### DIRECTIONS
The answer must be every line below that holds the word "true".

### MATERIAL TO PROCESS
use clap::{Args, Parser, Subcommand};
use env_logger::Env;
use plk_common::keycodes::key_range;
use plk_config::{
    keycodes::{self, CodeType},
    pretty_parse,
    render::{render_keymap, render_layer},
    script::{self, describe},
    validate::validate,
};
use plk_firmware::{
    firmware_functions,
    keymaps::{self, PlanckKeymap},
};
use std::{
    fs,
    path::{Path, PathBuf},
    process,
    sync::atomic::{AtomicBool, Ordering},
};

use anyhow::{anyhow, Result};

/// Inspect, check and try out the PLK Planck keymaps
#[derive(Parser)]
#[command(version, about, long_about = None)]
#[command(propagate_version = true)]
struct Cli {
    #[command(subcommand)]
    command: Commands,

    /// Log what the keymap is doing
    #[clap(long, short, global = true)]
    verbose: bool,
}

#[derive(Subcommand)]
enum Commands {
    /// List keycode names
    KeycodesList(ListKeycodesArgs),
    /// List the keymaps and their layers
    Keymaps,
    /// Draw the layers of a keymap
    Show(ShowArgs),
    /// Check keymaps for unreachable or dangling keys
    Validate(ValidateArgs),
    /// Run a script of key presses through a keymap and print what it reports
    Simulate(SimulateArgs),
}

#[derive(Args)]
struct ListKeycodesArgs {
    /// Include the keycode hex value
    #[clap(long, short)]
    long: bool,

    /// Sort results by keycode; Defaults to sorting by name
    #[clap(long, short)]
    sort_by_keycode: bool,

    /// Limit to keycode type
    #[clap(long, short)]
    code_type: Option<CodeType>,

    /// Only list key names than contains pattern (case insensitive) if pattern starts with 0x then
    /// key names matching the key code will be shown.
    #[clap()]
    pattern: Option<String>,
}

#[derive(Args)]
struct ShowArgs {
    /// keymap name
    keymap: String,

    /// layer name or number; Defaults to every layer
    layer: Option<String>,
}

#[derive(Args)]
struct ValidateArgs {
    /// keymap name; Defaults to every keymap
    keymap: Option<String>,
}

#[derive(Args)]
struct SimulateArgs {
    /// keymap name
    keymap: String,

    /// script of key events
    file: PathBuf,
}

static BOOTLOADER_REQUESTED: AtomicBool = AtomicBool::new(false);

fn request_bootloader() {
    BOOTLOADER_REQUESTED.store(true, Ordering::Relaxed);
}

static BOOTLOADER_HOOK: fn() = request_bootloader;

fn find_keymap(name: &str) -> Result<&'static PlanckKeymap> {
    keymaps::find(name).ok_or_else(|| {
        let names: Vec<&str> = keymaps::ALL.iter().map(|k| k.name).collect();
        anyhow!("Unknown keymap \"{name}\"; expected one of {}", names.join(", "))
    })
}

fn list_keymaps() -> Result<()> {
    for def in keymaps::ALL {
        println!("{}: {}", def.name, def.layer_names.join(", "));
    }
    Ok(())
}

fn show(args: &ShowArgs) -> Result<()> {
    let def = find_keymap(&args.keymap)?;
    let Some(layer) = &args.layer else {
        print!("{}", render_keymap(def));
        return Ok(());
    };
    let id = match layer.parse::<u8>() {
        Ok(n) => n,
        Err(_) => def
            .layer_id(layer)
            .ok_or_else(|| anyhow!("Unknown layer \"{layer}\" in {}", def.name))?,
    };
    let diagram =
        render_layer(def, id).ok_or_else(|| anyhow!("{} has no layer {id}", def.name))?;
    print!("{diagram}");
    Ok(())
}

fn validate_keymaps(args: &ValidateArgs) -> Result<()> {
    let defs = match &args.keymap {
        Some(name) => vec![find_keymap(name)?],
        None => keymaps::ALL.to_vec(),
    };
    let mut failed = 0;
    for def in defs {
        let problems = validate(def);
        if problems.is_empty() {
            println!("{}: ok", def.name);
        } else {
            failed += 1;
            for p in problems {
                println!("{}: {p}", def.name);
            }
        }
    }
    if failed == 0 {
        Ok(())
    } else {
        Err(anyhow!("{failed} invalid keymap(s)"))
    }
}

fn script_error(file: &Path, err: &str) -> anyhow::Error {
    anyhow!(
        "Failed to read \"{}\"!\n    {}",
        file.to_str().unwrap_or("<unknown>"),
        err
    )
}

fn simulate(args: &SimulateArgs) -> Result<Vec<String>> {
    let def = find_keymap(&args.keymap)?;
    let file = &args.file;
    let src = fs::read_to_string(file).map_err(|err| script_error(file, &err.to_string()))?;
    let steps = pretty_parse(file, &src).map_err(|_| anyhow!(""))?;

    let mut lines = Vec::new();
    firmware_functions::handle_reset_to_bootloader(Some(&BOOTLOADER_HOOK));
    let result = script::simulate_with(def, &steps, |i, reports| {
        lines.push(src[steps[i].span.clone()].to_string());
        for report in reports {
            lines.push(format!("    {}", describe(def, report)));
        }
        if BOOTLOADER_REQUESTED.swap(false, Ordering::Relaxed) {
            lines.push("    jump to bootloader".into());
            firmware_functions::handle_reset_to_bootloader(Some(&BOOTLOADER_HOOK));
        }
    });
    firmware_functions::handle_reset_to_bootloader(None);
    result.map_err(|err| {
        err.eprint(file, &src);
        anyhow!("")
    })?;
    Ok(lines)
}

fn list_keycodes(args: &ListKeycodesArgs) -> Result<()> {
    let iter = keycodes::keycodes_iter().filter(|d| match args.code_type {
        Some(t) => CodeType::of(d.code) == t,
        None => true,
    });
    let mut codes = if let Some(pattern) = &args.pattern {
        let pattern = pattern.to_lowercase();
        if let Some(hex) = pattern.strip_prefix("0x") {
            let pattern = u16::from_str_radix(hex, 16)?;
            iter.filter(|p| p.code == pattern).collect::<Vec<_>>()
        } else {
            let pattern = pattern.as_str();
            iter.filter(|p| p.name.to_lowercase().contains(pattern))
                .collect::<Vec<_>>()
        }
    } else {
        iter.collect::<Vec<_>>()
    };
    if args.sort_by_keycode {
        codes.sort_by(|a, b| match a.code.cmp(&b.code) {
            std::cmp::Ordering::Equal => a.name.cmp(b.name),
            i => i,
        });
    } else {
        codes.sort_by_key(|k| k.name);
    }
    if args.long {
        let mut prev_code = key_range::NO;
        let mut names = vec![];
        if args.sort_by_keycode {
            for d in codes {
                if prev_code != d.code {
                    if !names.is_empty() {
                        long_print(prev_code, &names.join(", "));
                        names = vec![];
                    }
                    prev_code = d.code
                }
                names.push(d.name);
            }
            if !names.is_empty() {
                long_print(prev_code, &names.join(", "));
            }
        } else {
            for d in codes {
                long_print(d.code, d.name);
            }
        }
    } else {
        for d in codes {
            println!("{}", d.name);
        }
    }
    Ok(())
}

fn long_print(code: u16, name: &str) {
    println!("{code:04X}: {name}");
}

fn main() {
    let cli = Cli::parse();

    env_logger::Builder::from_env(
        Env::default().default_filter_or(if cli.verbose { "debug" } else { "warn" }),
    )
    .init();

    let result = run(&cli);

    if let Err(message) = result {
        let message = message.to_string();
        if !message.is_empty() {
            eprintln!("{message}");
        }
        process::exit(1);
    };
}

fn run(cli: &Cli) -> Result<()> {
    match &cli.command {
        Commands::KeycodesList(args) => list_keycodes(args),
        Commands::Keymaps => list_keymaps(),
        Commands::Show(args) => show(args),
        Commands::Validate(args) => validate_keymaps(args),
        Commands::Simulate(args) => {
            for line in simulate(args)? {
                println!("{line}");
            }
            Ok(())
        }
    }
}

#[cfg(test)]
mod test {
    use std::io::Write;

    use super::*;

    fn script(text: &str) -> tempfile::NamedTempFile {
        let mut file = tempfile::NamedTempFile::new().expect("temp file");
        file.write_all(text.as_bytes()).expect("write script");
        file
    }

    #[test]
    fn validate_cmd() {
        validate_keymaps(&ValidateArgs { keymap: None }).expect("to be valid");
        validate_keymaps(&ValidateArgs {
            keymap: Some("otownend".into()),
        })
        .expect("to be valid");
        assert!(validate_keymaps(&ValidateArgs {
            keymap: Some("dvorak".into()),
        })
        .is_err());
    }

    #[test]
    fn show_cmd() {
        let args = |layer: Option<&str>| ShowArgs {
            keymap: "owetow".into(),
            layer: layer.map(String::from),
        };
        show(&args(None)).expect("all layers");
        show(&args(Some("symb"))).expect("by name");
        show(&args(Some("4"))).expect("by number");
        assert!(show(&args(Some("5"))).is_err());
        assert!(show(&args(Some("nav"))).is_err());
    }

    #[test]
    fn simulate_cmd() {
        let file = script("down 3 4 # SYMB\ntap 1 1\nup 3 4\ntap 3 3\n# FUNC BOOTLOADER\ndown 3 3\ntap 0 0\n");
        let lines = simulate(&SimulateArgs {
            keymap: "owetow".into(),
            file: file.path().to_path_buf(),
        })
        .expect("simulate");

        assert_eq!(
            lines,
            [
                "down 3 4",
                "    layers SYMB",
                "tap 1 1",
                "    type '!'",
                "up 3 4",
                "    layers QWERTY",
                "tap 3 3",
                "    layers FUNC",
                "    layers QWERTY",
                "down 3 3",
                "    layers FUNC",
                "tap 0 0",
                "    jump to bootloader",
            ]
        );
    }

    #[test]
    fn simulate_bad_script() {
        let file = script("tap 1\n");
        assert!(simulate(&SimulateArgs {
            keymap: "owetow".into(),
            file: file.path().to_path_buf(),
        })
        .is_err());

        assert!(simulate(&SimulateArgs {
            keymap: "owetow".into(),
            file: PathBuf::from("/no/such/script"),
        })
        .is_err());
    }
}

### OUTPUT FOR THIS TASK
#[command(propagate_version = true)]
    #[clap(long, short, global = true)]
    BOOTLOADER_REQUESTED.store(true, Ordering::Relaxed);
        None => true,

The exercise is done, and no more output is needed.